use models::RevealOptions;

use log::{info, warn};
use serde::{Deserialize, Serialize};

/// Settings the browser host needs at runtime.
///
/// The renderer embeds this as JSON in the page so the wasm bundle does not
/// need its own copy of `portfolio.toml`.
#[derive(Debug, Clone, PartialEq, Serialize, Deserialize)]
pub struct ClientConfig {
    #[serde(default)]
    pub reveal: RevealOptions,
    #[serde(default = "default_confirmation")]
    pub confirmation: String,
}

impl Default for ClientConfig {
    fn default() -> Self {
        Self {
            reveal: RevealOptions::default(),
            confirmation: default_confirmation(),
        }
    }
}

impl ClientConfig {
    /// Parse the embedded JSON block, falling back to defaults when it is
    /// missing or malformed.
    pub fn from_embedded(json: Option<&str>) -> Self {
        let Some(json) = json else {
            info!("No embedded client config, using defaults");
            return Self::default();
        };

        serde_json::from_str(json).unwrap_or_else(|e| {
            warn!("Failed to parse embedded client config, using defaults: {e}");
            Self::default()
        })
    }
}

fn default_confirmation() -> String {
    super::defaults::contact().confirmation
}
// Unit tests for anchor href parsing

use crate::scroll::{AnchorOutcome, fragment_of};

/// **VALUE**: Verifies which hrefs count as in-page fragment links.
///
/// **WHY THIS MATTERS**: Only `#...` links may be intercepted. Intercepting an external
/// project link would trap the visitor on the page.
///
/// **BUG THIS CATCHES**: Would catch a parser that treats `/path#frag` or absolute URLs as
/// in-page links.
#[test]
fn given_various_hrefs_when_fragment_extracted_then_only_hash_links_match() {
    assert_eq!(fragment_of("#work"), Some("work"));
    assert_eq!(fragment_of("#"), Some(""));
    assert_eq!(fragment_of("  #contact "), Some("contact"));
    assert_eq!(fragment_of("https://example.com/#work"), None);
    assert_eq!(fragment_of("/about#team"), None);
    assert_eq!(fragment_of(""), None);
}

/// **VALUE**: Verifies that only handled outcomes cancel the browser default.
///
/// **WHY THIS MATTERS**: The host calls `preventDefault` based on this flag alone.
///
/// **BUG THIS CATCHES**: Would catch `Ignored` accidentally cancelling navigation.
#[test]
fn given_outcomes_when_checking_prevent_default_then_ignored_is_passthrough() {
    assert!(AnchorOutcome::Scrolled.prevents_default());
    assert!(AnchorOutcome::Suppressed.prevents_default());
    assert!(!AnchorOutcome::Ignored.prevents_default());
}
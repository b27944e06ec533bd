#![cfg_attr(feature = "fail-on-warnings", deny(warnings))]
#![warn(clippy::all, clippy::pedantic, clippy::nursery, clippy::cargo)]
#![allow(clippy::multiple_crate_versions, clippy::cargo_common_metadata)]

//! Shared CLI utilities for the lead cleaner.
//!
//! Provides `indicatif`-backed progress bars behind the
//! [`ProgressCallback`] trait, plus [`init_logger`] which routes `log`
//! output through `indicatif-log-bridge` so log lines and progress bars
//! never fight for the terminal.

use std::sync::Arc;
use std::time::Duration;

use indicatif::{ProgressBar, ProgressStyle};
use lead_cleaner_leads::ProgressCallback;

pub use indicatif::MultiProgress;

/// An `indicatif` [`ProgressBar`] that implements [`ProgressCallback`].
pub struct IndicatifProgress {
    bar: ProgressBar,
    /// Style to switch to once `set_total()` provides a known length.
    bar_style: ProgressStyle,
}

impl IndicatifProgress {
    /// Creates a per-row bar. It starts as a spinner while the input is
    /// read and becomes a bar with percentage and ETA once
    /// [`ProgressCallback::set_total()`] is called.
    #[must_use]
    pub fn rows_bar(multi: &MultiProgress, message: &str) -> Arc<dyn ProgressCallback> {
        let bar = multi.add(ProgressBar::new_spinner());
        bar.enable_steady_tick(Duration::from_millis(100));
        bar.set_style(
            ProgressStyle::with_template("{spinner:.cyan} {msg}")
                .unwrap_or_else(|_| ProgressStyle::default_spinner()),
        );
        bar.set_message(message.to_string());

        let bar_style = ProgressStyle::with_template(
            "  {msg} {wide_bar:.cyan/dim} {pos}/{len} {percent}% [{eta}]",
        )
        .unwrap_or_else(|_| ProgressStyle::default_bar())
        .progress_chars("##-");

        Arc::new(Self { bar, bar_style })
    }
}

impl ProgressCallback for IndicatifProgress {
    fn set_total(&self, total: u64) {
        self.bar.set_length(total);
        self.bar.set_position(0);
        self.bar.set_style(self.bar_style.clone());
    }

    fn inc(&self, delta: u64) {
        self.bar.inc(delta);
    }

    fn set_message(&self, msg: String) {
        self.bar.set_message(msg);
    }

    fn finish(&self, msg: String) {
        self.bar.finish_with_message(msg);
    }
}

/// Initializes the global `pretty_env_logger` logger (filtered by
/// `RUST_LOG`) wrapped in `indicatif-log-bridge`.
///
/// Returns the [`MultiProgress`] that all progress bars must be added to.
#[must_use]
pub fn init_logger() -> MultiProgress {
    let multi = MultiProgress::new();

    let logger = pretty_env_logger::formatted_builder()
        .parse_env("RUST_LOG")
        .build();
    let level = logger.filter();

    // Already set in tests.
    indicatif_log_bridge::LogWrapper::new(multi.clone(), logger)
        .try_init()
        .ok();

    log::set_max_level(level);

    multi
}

•••

All of the entries above should be transcribed exactly, line for line.

### Task answer
use models::RevealOptions;

use log::{info, warn};
use serde::{Deserialize, Serialize};

/// Settings the browser host needs at runtime.
///
/// The renderer embeds this as JSON in the page so the wasm bundle does not
/// need its own copy of `portfolio.toml`.
#[derive(Debug, Clone, PartialEq, Serialize, Deserialize)]
pub struct ClientConfig {
    #[serde(default)]
    pub reveal: RevealOptions,
    #[serde(default = "default_confirmation")]
    pub confirmation: String,
}

impl Default for ClientConfig {
    fn default() -> Self {
        Self {
            reveal: RevealOptions::default(),
            confirmation: default_confirmation(),
        }
    }
}

impl ClientConfig {
    /// Parse the embedded JSON block, falling back to defaults when it is
    /// missing or malformed.
    pub fn from_embedded(json: Option<&str>) -> Self {
        let Some(json) = json else {
            info!("No embedded client config, using defaults");
            return Self::default();
        };

        serde_json::from_str(json).unwrap_or_else(|e| {
            warn!("Failed to parse embedded client config, using defaults: {e}");
            Self::default()
        })
    }
}

fn default_confirmation() -> String {
    super::defaults::contact().confirmation
}
// Unit tests for anchor href parsing

use crate::scroll::{AnchorOutcome, fragment_of};

/// **VALUE**: Verifies which hrefs count as in-page fragment links.
///
/// **WHY THIS MATTERS**: Only `#...` links may be intercepted. Intercepting an external
/// project link would trap the visitor on the page.
///
/// **BUG THIS CATCHES**: Would catch a parser that treats `/path#frag` or absolute URLs as
/// in-page links.
#[test]
fn given_various_hrefs_when_fragment_extracted_then_only_hash_links_match() {
    assert_eq!(fragment_of("#work"), Some("work"));
    assert_eq!(fragment_of("#"), Some(""));
    assert_eq!(fragment_of("  #contact "), Some("contact"));
    assert_eq!(fragment_of("https://example.com/#work"), None);
    assert_eq!(fragment_of("/about#team"), None);
    assert_eq!(fragment_of(""), None);
}

/// **VALUE**: Verifies that only handled outcomes cancel the browser default.
///
/// **WHY THIS MATTERS**: The host calls `preventDefault` based on this flag alone.
///
/// **BUG THIS CATCHES**: Would catch `Ignored` accidentally cancelling navigation.
#[test]
fn given_outcomes_when_checking_prevent_default_then_ignored_is_passthrough() {
    assert!(AnchorOutcome::Scrolled.prevents_default());
    assert!(AnchorOutcome::Suppressed.prevents_default());
    assert!(!AnchorOutcome::Ignored.prevents_default());
}
repository b27944e06ec533bd
#![cfg_attr(feature = "fail-on-warnings", deny(warnings))]
#![warn(clippy::all, clippy::pedantic, clippy::nursery, clippy::cargo)]
#![allow(clippy::multiple_crate_versions, clippy::cargo_common_metadata)]

//! Shared CLI utilities for the lead cleaner.
//!
//! Provides `indicatif`-backed progress bars behind the
//! [`ProgressCallback`] trait, plus [`init_logger`] which routes `log`
//! output through `indicatif-log-bridge` so log lines and progress bars
//! never fight for the terminal.

use std::sync::Arc;
use std::time::Duration;

use indicatif::{ProgressBar, ProgressStyle};
use lead_cleaner_leads::ProgressCallback;

pub use indicatif::MultiProgress;

/// An `indicatif` [`ProgressBar`] that implements [`ProgressCallback`].
pub struct IndicatifProgress {
    bar: ProgressBar,
    /// Style to switch to once `set_total()` provides a known length.
    bar_style: ProgressStyle,
}

impl IndicatifProgress {
    /// Creates a per-row bar. It starts as a spinner while the input is
    /// read and becomes a bar with percentage and ETA once
    /// [`ProgressCallback::set_total()`] is called.
    #[must_use]
    pub fn rows_bar(multi: &MultiProgress, message: &str) -> Arc<dyn ProgressCallback> {
        let bar = multi.add(ProgressBar::new_spinner());
        bar.enable_steady_tick(Duration::from_millis(100));
        bar.set_style(
            ProgressStyle::with_template("{spinner:.cyan} {msg}")
                .unwrap_or_else(|_| ProgressStyle::default_spinner()),
        );
        bar.set_message(message.to_string());

        let bar_style = ProgressStyle::with_template(
            "  {msg} {wide_bar:.cyan/dim} {pos}/{len} {percent}% [{eta}]",
        )
        .unwrap_or_else(|_| ProgressStyle::default_bar())
        .progress_chars("##-");

        Arc::new(Self { bar, bar_style })
    }
}

impl ProgressCallback for IndicatifProgress {
    fn set_total(&self, total: u64) {
        self.bar.set_length(total);
        self.bar.set_position(0);
        self.bar.set_style(self.bar_style.clone());
    }

    fn inc(&self, delta: u64) {
        self.bar.inc(delta);
    }

    fn set_message(&self, msg: String) {
        self.bar.set_message(msg);
    }

    fn finish(&self, msg: String) {
        self.bar.finish_with_message(msg);
    }
}

/// Initializes the global `pretty_env_logger` logger (filtered by
/// `RUST_LOG`) wrapped in `indicatif-log-bridge`.
///
/// Returns the [`MultiProgress`] that all progress bars must be added to.
#[must_use]
pub fn init_logger() -> MultiProgress {
    let multi = MultiProgress::new();

    let logger = pretty_env_logger::formatted_builder()
        .parse_env("RUST_LOG")
        .build();
    let level = logger.filter();

    // Already set in tests.
    indicatif_log_bridge::LogWrapper::new(multi.clone(), logger)
        .try_init()
        .ok();

    log::set_max_level(level);

    multi
}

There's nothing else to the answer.